Bruce said nothing, but Selina emitted the low sound that meant either she discovered halfway through a break-in that the security system didn’t match the schematics or she’d spotted a cat with an injured paw. 

“And this is all an identity thing?” Clark said with an abrupt change of tone, looking at the loud, tropical flower at the center of Bruce’s shirt and thus including the day’s bizarre mission in the statement.  “You know I do it with a pair of eyeglasses.”

“It’s more complicated, Clark,” Selina put in.  “Bruce is more high profile than you and Lois: all those years of the playboy on Page 6 and the Financial Times’s interest in the Wayne CEO.  Add in that Catwoman sells papers and has ties to Batman, who is also very high profile.  One tabloid sticks it to me so consistently it’s their brand at this point…”

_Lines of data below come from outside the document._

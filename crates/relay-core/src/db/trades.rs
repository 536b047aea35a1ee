//! Database operations for the trade store.
//!
//! Trades are addressed by (user_id, ticket). Reconciliation writes run
//! inside the caller's transaction; reads go through the pool.

use crate::types::{
    HistoryTradeSnapshot, PositionSnapshot, Trade, TradeSide, TradeStatus,
};
use crate::{Error, Result};
use chrono::{DateTime, Utc};
use rust_decimal::Decimal;
use sqlx::postgres::PgRow;
use sqlx::{PgConnection, PgPool, Row};
use std::collections::HashSet;

/// Aggregate trading statistics for one owner.
#[derive(Debug, Clone, serde::Serialize)]
pub struct TradeStats {
    pub total_trades: i64,
    pub open_trades: i64,
    pub closed_trades: i64,
    pub winning_trades: i64,
    pub total_profit: Decimal,
    pub win_rate: Decimal,
}

/// Repository for master and follower positions.
#[derive(Clone)]
pub struct TradeStore {
    pool: PgPool,
}

impl TradeStore {
    pub fn new(pool: PgPool) -> Self {
        Self { pool }
    }

    /// Insert or refresh an open position from a snapshot.
    ///
    /// Returns the stored trade and whether the row was newly created. A
    /// re-appearing ticket that was previously closed is reopened and counts
    /// as not-created.
    pub async fn upsert_open(
        &self,
        conn: &mut PgConnection,
        owner_id: i64,
        snapshot: &PositionSnapshot,
    ) -> Result<(Trade, bool)> {
        let existing: Option<(i64,)> =
            sqlx::query_as("SELECT id FROM trades WHERE user_id = $1 AND ticket = $2")
                .bind(owner_id)
                .bind(&snapshot.ticket)
                .fetch_optional(&mut *conn)
                .await?;

        let row = match existing {
            Some((id,)) => {
                sqlx::query(
                    r#"
                    UPDATE trades SET
                        symbol = $2,
                        side = $3,
                        volume = $4,
                        open_price = $5,
                        current_price = $6,
                        stop_loss = $7,
                        take_profit = $8,
                        unrealized_pnl = $9,
                        swap = $10,
                        commission = $11,
                        status = 'open',
                        close_price = NULL,
                        close_time = NULL,
                        realized_pnl = NULL
                    WHERE id = $1
                    RETURNING *
                    "#,
                )
                .bind(id)
                .bind(&snapshot.symbol)
                .bind(snapshot.side.as_str())
                .bind(snapshot.volume)
                .bind(snapshot.open_price)
                .bind(snapshot.current_price)
                .bind(snapshot.stop_loss())
                .bind(snapshot.take_profit())
                .bind(snapshot.profit)
                .bind(snapshot.swap.unwrap_or(Decimal::ZERO))
                .bind(snapshot.commission.unwrap_or(Decimal::ZERO))
                .fetch_one(&mut *conn)
                .await?
            }
            None => {
                sqlx::query(
                    r#"
                    INSERT INTO trades (
                        user_id, ticket, symbol, side, volume,
                        open_price, current_price, stop_loss, take_profit,
                        unrealized_pnl, swap, commission,
                        open_time, status, created_at
                    )
                    VALUES ($1, $2, $3, $4, $5, $6, $7, $8, $9, $10, $11, $12, $13, 'open', $14)
                    RETURNING *
                    "#,
                )
                .bind(owner_id)
                .bind(&snapshot.ticket)
                .bind(&snapshot.symbol)
                .bind(snapshot.side.as_str())
                .bind(snapshot.volume)
                .bind(snapshot.open_price)
                .bind(snapshot.current_price)
                .bind(snapshot.stop_loss())
                .bind(snapshot.take_profit())
                .bind(snapshot.profit)
                .bind(snapshot.swap.unwrap_or(Decimal::ZERO))
                .bind(snapshot.commission.unwrap_or(Decimal::ZERO))
                .bind(snapshot.open_time_utc())
                .bind(Utc::now())
                .fetch_one(&mut *conn)
                .await?
            }
        };

        let created = existing.is_none();
        Ok((row_to_trade(&row)?, created))
    }

    /// Close a trade. Idempotent: an already-closed trade is returned as-is.
    pub async fn close(
        &self,
        conn: &mut PgConnection,
        owner_id: i64,
        ticket: &str,
        close_price: Option<Decimal>,
        close_time: DateTime<Utc>,
    ) -> Result<Option<Trade>> {
        let row = sqlx::query(
            r#"
            UPDATE trades SET
                status = 'closed',
                close_price = COALESCE($3, current_price),
                close_time = $4,
                realized_pnl = unrealized_pnl
            WHERE user_id = $1 AND ticket = $2 AND status = 'open'
            RETURNING *
            "#,
        )
        .bind(owner_id)
        .bind(ticket)
        .bind(close_price)
        .bind(close_time)
        .fetch_optional(&mut *conn)
        .await?;

        match row {
            Some(row) => Ok(Some(row_to_trade(&row)?)),
            None => self.find_by_ticket_in(conn, owner_id, ticket).await,
        }
    }

    /// Append a closed trade from a history import. Returns false when the
    /// ticket already exists (duplicates are skipped, never mutated).
    pub async fn insert_closed_history(
        &self,
        conn: &mut PgConnection,
        owner_id: i64,
        snapshot: &HistoryTradeSnapshot,
    ) -> Result<bool> {
        let result = sqlx::query(
            r#"
            INSERT INTO trades (
                user_id, ticket, symbol, side, volume,
                open_price, current_price, close_price,
                unrealized_pnl, realized_pnl, swap, commission,
                open_time, close_time, status, created_at
            )
            VALUES ($1, $2, $3, $4, $5, $6, $7, $7, $8, $8, $9, $10, $11, $12, 'closed', $13)
            ON CONFLICT (user_id, ticket) DO NOTHING
            "#,
        )
        .bind(owner_id)
        .bind(&snapshot.ticket)
        .bind(&snapshot.symbol)
        .bind(snapshot.side.as_str())
        .bind(snapshot.volume)
        .bind(snapshot.open_price)
        .bind(snapshot.close_price)
        .bind(snapshot.profit)
        .bind(snapshot.swap.unwrap_or(Decimal::ZERO))
        .bind(snapshot.commission.unwrap_or(Decimal::ZERO))
        .bind(snapshot.open_time_utc())
        .bind(snapshot.close_time_utc())
        .bind(Utc::now())
        .execute(&mut *conn)
        .await?;

        Ok(result.rows_affected() > 0)
    }

    /// Open trades for an owner, read inside the caller's transaction.
    pub async fn open_trades_in(
        &self,
        conn: &mut PgConnection,
        owner_id: i64,
    ) -> Result<Vec<Trade>> {
        let rows = sqlx::query(
            "SELECT * FROM trades WHERE user_id = $1 AND status = 'open' ORDER BY open_time",
        )
        .bind(owner_id)
        .fetch_all(&mut *conn)
        .await?;

        rows.iter().map(row_to_trade).collect()
    }

    pub async fn find_by_ticket_in(
        &self,
        conn: &mut PgConnection,
        owner_id: i64,
        ticket: &str,
    ) -> Result<Option<Trade>> {
        let row = sqlx::query("SELECT * FROM trades WHERE user_id = $1 AND ticket = $2")
            .bind(owner_id)
            .bind(ticket)
            .fetch_optional(&mut *conn)
            .await?;

        row.as_ref().map(row_to_trade).transpose()
    }

    pub async fn list_open(&self, owner_id: i64) -> Result<Vec<Trade>> {
        let mut conn = self.pool.acquire().await?;
        self.open_trades_in(&mut *conn, owner_id).await
    }

    pub async fn list_all(&self, owner_id: i64) -> Result<Vec<Trade>> {
        let rows = sqlx::query(
            "SELECT * FROM trades WHERE user_id = $1 ORDER BY open_time DESC LIMIT 500",
        )
        .bind(owner_id)
        .fetch_all(&self.pool)
        .await?;

        rows.iter().map(row_to_trade).collect()
    }

    pub async fn list_open_tickets(&self, owner_id: i64) -> Result<HashSet<String>> {
        let rows: Vec<(String,)> =
            sqlx::query_as("SELECT ticket FROM trades WHERE user_id = $1 AND status = 'open'")
                .bind(owner_id)
                .fetch_all(&self.pool)
                .await?;

        Ok(rows.into_iter().map(|(t,)| t).collect())
    }

    pub async fn find_by_ticket(&self, owner_id: i64, ticket: &str) -> Result<Option<Trade>> {
        let mut conn = self.pool.acquire().await?;
        self.find_by_ticket_in(&mut *conn, owner_id, ticket).await
    }

    /// Close a trade outside a reconciliation transaction (confirmation path).
    pub async fn close_confirmed(
        &self,
        owner_id: i64,
        ticket: &str,
        close_time: DateTime<Utc>,
    ) -> Result<Option<Trade>> {
        let mut conn = self.pool.acquire().await?;
        self.close(&mut *conn, owner_id, ticket, None, close_time)
            .await
    }

    /// Aggregate stats for the account overview.
    pub async fn stats(&self, owner_id: i64) -> Result<TradeStats> {
        let row = sqlx::query(
            r#"
            SELECT
                COUNT(*) AS total_trades,
                COUNT(*) FILTER (WHERE status = 'open') AS open_trades,
                COUNT(*) FILTER (WHERE status = 'closed') AS closed_trades,
                COUNT(*) FILTER (WHERE status = 'closed' AND realized_pnl > 0) AS winning_trades,
                COALESCE(SUM(realized_pnl) FILTER (WHERE status = 'closed'), 0) AS total_profit
            FROM trades
            WHERE user_id = $1
            "#,
        )
        .bind(owner_id)
        .fetch_one(&self.pool)
        .await?;

        let total_trades: i64 = row.get("total_trades");
        let closed_trades: i64 = row.get("closed_trades");
        let winning_trades: i64 = row.get("winning_trades");
        let win_rate = if closed_trades > 0 {
            Decimal::new(winning_trades * 100, 0) / Decimal::new(closed_trades, 0)
        } else {
            Decimal::ZERO
        };

        Ok(TradeStats {
            total_trades,
            open_trades: row.get("open_trades"),
            closed_trades,
            winning_trades,
            total_profit: row.get("total_profit"),
            win_rate,
        })
    }
}

/// Convert a database row to a Trade.
pub(crate) fn row_to_trade(row: &PgRow) -> Result<Trade> {
    let side_raw: String = row.get("side");
    let side = TradeSide::parse(&side_raw)
        .ok_or_else(|| Error::Validation(format!("invalid trade side in database: {side_raw}")))?;
    let status_raw: String = row.get("status");
    let status = TradeStatus::parse(&status_raw).ok_or_else(|| {
        Error::Validation(format!("invalid trade status in database: {status_raw}"))
    })?;

    Ok(Trade {
        id: row.get("id"),
        user_id: row.get("user_id"),
        ticket: row.get("ticket"),
        symbol: row.get("symbol"),
        side,
        volume: row.get("volume"),
        open_price: row.get("open_price"),
        current_price: row.get("current_price"),
        close_price: row.get("close_price"),
        stop_loss: row.get("stop_loss"),
        take_profit: row.get("take_profit"),
        unrealized_pnl: row.get("unrealized_pnl"),
        realized_pnl: row.get("realized_pnl"),
        swap: row.get("swap"),
        commission: row.get("commission"),
        open_time: row.get("open_time"),
        close_time: row.get("close_time"),
        status,
        created_at: row.get("created_at"),
    })
}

“It’s psychological warfare,” Bruce interrupted.  “After that monstrous episode in the Times about the wedding not happening and the garbage the Post printed after about Selina leaving me at the altar, I will not have them reading into our coming home early.  We had to do it this way.  The satellite was Step One.  They were stymied.  It was too unexpected, on a scale they weren’t prepared for.  That frustrated energy has to go somewhere, so we direct it: give them blurred, grainy pictures of ‘Bruce and Selina’ in Hawaii, Nice, Mykonos, San Sebastián, Jade Mountain…  no more than one can be real.  The closer they look, the more confusing it will become.  Since we’re going in like this, as Matches and Gina, there will be nothing to corroborate it, no evidence to find that Bruce and Selina were there.  We’ll let it build to a fever pitch: ‘Where are they really?’  No one will think to question the satellite story let alone the possibility that we never left town at all.  They’ll be consumed with the mystery I give them: Where are they really?  And then it will all come to nothing.  Phase three, the anticlimax: the plane is in Scotland.  Anyone who looks it up will see when it left Gotham, refueled in London, they can track it flying us home, and we—mmph.”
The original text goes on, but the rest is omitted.